▶ **EXERCISE AIM**: For the entries below, work out how many lines contain the string "records" and write only the number.

(Stored data)
++++++++

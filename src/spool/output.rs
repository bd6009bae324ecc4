//! Spool Output
//!
//! Ties the spool together: routes each record to its key's staging file,
//! rotates files by policy and hands finished files to the uploader.
//!
//! ## Architecture
//!
//! ```text
//!   deliver(batch) ──> KeyTemplate ──> FileRegistry ──> FileGenerator ──> StagingFile
//!                                                          │
//!   spool-rotate timer ──> rotate_all ─────────────────────┤ RotationPolicy
//!                                                          ▼
//!                                                   seal + Uploader ──> ObjectStore
//!                                                          │
//!                                                   delete temp dir
//! ```
//!
//! Lifecycle: `start` validates the config, probes the staging directory,
//! recovers leftovers and starts the timers. `stop` uploads every current
//! file and blocks until the upload queue drained.

use crate::spool::clock::{Clock, SystemClock};
use crate::spool::config::{ConfigError, OutputConfig, StoreConfig, StoreKind};
use crate::spool::event::{Event, KeyTemplate};
use crate::spool::file_generator::{FileFactory, GeneratorGuard};
use crate::spool::file_registry::FileRegistry;
use crate::spool::object_store::{
    InMemoryObjectStore, LocalFsObjectStore, ObjectStore, ObjectStoreError,
};
use crate::spool::periodic::PeriodicTask;
use crate::spool::recovery::{recover_staging_dir, RecoveryStats};
use crate::spool::rotation::RotationPolicy;
use crate::spool::staging_file::{normalize_routing_key, SealedFile, StagingError};
use crate::spool::uploader::{delete_on_complete, UploadError, Uploader, UploaderConfig, UploaderStats};
use bytes::Bytes;
use parking_lot::{Mutex, RwLock};
use std::collections::HashMap;
use std::path::Path;
use std::sync::{Arc, Weak};
use thiserror::Error;
use tracing::{debug, error, info, warn};

#[derive(Debug, Error)]
pub enum OutputError {
    #[error(transparent)]
    Config(#[from] ConfigError),
    #[error(transparent)]
    Staging(#[from] StagingError),
    #[error(transparent)]
    Upload(#[from] UploadError),
    #[error(transparent)]
    Store(#[from] ObjectStoreError),
    #[error("failed to start background thread: {0}")]
    Thread(#[from] std::io::Error),
    #[error("spool output is closed")]
    Closed,
}

impl OutputError {
    pub fn is_disk_full(&self) -> bool {
        matches!(self, OutputError::Staging(e) if e.is_disk_full())
    }
}

/// Build the store described by `config`
pub fn build_store(config: &StoreConfig) -> Result<Arc<dyn ObjectStore>, OutputError> {
    match config.kind {
        StoreKind::InMemory => Ok(Arc::new(InMemoryObjectStore::new())),
        StoreKind::LocalFs => {
            let base = config
                .local_path
                .clone()
                .unwrap_or_else(|| std::env::temp_dir().join("object-spool-store"));
            Ok(Arc::new(LocalFsObjectStore::new(base)))
        }
        #[cfg(feature = "s3")]
        StoreKind::S3 => Ok(Arc::new(crate::spool::s3_store::S3ObjectStore::new(
            config.clone(),
        )?)),
        #[cfg(not(feature = "s3"))]
        StoreKind::S3 => Err(ConfigError::Invalid(
            "store kind s3 requires building with the `s3` feature".to_string(),
        )
        .into()),
    }
}

struct OutputCore {
    config: OutputConfig,
    template: KeyTemplate,
    policy: RotationPolicy,
    registry: Arc<FileRegistry>,
    uploader: Uploader,
    store: Arc<dyn ObjectStore>,
}

/// The spool. Safe to share between writer threads.
pub struct SpoolOutput {
    core: Arc<OutputCore>,
    /// true while running. `deliver` holds it shared for a whole batch.
    running: RwLock<bool>,
    rotation_timer: Mutex<Option<PeriodicTask>>,
    recovery: Option<RecoveryStats>,
}

impl std::fmt::Debug for SpoolOutput {
    fn fmt(&self, f: &mut std::fmt::Formatter<'_>) -> std::fmt::Result {
        f.debug_struct("SpoolOutput")
            .field("staging_dir", &self.core.config.staging_dir)
            .field("policy", &self.core.policy)
            .field("running", &self.is_running())
            .finish()
    }
}

impl SpoolOutput {
    /// Start with the store described by `config.store` and the system clock
    pub fn start(config: OutputConfig) -> Result<Self, OutputError> {
        config.validate()?;
        let store = build_store(&config.store)?;
        Self::start_with(config, store, SystemClock::shared())
    }

    pub fn start_with(
        config: OutputConfig,
        store: Arc<dyn ObjectStore>,
        clock: Arc<dyn Clock>,
    ) -> Result<Self, OutputError> {
        config.validate()?;
        let policy =
            RotationPolicy::from_config(config.rotation_strategy, config.size_rotate, config.time_rotate)?;
        prepare_staging_dir(&config.staging_dir)?;

        let uploader = Uploader::new(store.clone(), UploaderConfig::from_output(&config))?;

        // Before any new file exists, so only leftovers are picked up
        let recovery = if config.recover {
            Some(recover_staging_dir(&config.staging_dir, &uploader)?)
        } else {
            None
        };

        let factory = FileFactory::new(config.staging_dir.clone(), config.encoding, clock);
        let registry = Arc::new(FileRegistry::new(factory, config.stale_file_age));
        registry.start_sweeper(config.stale_sweep_interval)?;

        let core = Arc::new(OutputCore {
            template: KeyTemplate::parse(&config.prefix),
            policy,
            registry,
            uploader,
            store,
            config,
        });

        let rotation_timer = if policy.needs_periodic_check() {
            let weak: Weak<OutputCore> = Arc::downgrade(&core);
            Some(PeriodicTask::spawn(
                "spool-rotate",
                core.config.rotate_check_interval,
                move || {
                    if let Some(core) = weak.upgrade() {
                        core.rotate_all();
                    }
                },
            )?)
        } else {
            None
        };

        info!(
            staging_dir = %core.config.staging_dir.display(),
            strategy = policy.name(),
            prefix = %core.template.as_str(),
            encoding = ?core.config.encoding,
            bucket = %core.config.store.bucket,
            "Spool output started"
        );

        Ok(SpoolOutput {
            core,
            running: RwLock::new(true),
            rotation_timer: Mutex::new(rotation_timer),
            recovery,
        })
    }

    /// Append a batch of encoded records. Records of one key keep their
    /// order. Running out of disk space aborts the rest of the batch.
    pub fn deliver(&self, batch: &[(Event, Bytes)]) -> Result<(), OutputError> {
        let running = self.running.read();
        if !*running {
            return Err(OutputError::Closed);
        }

        // Group by key in first-seen order, one lock acquisition per key
        let mut order: Vec<String> = Vec::new();
        let mut groups: HashMap<String, Vec<&Bytes>> = HashMap::new();
        for (event, encoded) in batch {
            let key = normalize_routing_key(&self.core.template.render(event));
            groups
                .entry(key)
                .or_insert_with_key(|key| {
                    order.push(key.clone());
                    Vec::new()
                })
                .push(encoded);
        }

        for key in &order {
            let records = groups.get(key).map(Vec::as_slice).unwrap_or_default();
            let written = self.core.registry.for_key(key, |guard| {
                let file = guard.current_file();
                records.iter().try_for_each(|record| file.write(record))
            });
            if let Err(e) = written.and_then(|result| result) {
                if e.is_disk_full() {
                    error!(
                        staging_dir = %self.core.config.staging_dir.display(),
                        key = %key,
                        error = %e,
                        "No space left in staging directory"
                    );
                }
                return Err(e.into());
            }
        }

        let mut first_error = None;
        for key in &order {
            if let Err(e) = self.core.rotate_key(key) {
                warn!(key = %key, error = %e, "Rotation check failed");
                first_error.get_or_insert(e);
            }
        }
        match first_error {
            Some(e) => Err(e.into()),
            None => Ok(()),
        }
    }

    /// Run the rotation check for one key. Returns whether it rotated.
    pub fn rotate_key(&self, key: &str) -> Result<bool, OutputError> {
        Ok(self.core.rotate_key(key)?)
    }

    /// Run the rotation check for every active key. Returns how many rotated.
    pub fn rotate_all(&self) -> usize {
        self.core.rotate_all()
    }

    /// Upload every current file and shut down. Blocks until the upload
    /// queue drained. Idempotent.
    pub fn stop(&self) {
        let mut running = self.running.write();
        if !*running {
            return;
        }
        *running = false;

        if let Some(mut timer) = self.rotation_timer.lock().take() {
            timer.stop();
        }

        let core = &self.core;
        core.registry.for_each(|guard| match guard.current_file().seal() {
            Ok(sealed) => core.ship(sealed),
            Err(e) => error!(key = %guard.key(), error = %e, "Failed to seal staging file at shutdown"),
        });
        core.registry.close();
        core.uploader.close();
        core.store.shutdown();

        info!(stats = ?core.uploader.stats(), "Spool output stopped");
    }

    pub fn is_running(&self) -> bool {
        *self.running.read()
    }

    pub fn config(&self) -> &OutputConfig {
        &self.core.config
    }

    pub fn policy(&self) -> RotationPolicy {
        self.core.policy
    }

    pub fn active_keys(&self) -> Vec<String> {
        self.core.registry.keys()
    }

    pub fn registry(&self) -> &FileRegistry {
        &self.core.registry
    }

    pub fn uploader_stats(&self) -> UploaderStats {
        self.core.uploader.stats()
    }

    /// What startup recovery did, None when recovery is disabled
    pub fn recovery_stats(&self) -> Option<RecoveryStats> {
        self.recovery
    }
}

impl Drop for SpoolOutput {
    fn drop(&mut self) {
        self.stop();
    }
}

impl OutputCore {
    fn rotate_key(&self, key: &str) -> Result<bool, StagingError> {
        self.registry
            .for_existing_key(key, |guard| self.rotate_if_needed(guard))
            .unwrap_or(Ok(false))
    }

    fn rotate_all(&self) -> usize {
        let mut rotated = 0;
        self.registry.for_each(|guard| match self.rotate_if_needed(guard) {
            Ok(true) => rotated += 1,
            Ok(false) => {}
            Err(e) => warn!(key = %guard.key(), error = %e, "Periodic rotation check failed"),
        });
        if rotated > 0 {
            debug!(rotated, "Periodic rotation check");
        }
        rotated
    }

    fn rotate_if_needed(&self, guard: &mut GeneratorGuard<'_>) -> Result<bool, StagingError> {
        let now = guard.now();
        if !self.policy.check(guard.current_file(), now)? {
            return Ok(false);
        }

        let mut previous = guard.rotate_out()?;
        let sealed = previous.seal()?;
        debug!(
            key = %guard.key(),
            part = guard.part_index() - 1,
            size = sealed.size(),
            strategy = self.policy.name(),
            "Rotated staging file"
        );
        self.ship(sealed);
        Ok(true)
    }

    /// Upload a sealed file and delete it afterwards, or just delete it
    /// when it is empty
    fn ship(&self, sealed: SealedFile) {
        if sealed.is_empty() {
            if let Err(e) = sealed.delete() {
                warn!(path = %sealed.path().display(), error = %e, "Failed to delete empty staging file");
            }
            return;
        }

        let key = sealed.key().to_string();
        if let Err(e) = self.uploader.upload_async(sealed, Some(delete_on_complete())) {
            error!(key = %key, error = %e, "Upload failed, file kept for recovery");
        }
    }
}

/// Create the staging root and prove it is writable
fn prepare_staging_dir(dir: &Path) -> Result<(), ConfigError> {
    let not_writable = |source| ConfigError::StagingDirNotWritable {
        path: dir.to_path_buf(),
        source,
    };

    std::fs::create_dir_all(dir).map_err(not_writable)?;
    let probe = dir.join(format!(".probe-{}", uuid::Uuid::new_v4()));
    std::fs::write(&probe, b"probe").map_err(not_writable)?;
    std::fs::remove_file(&probe).map_err(not_writable)?;
    Ok(())
}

++++++++

▶ **EXERCISE OUTPUT**: 3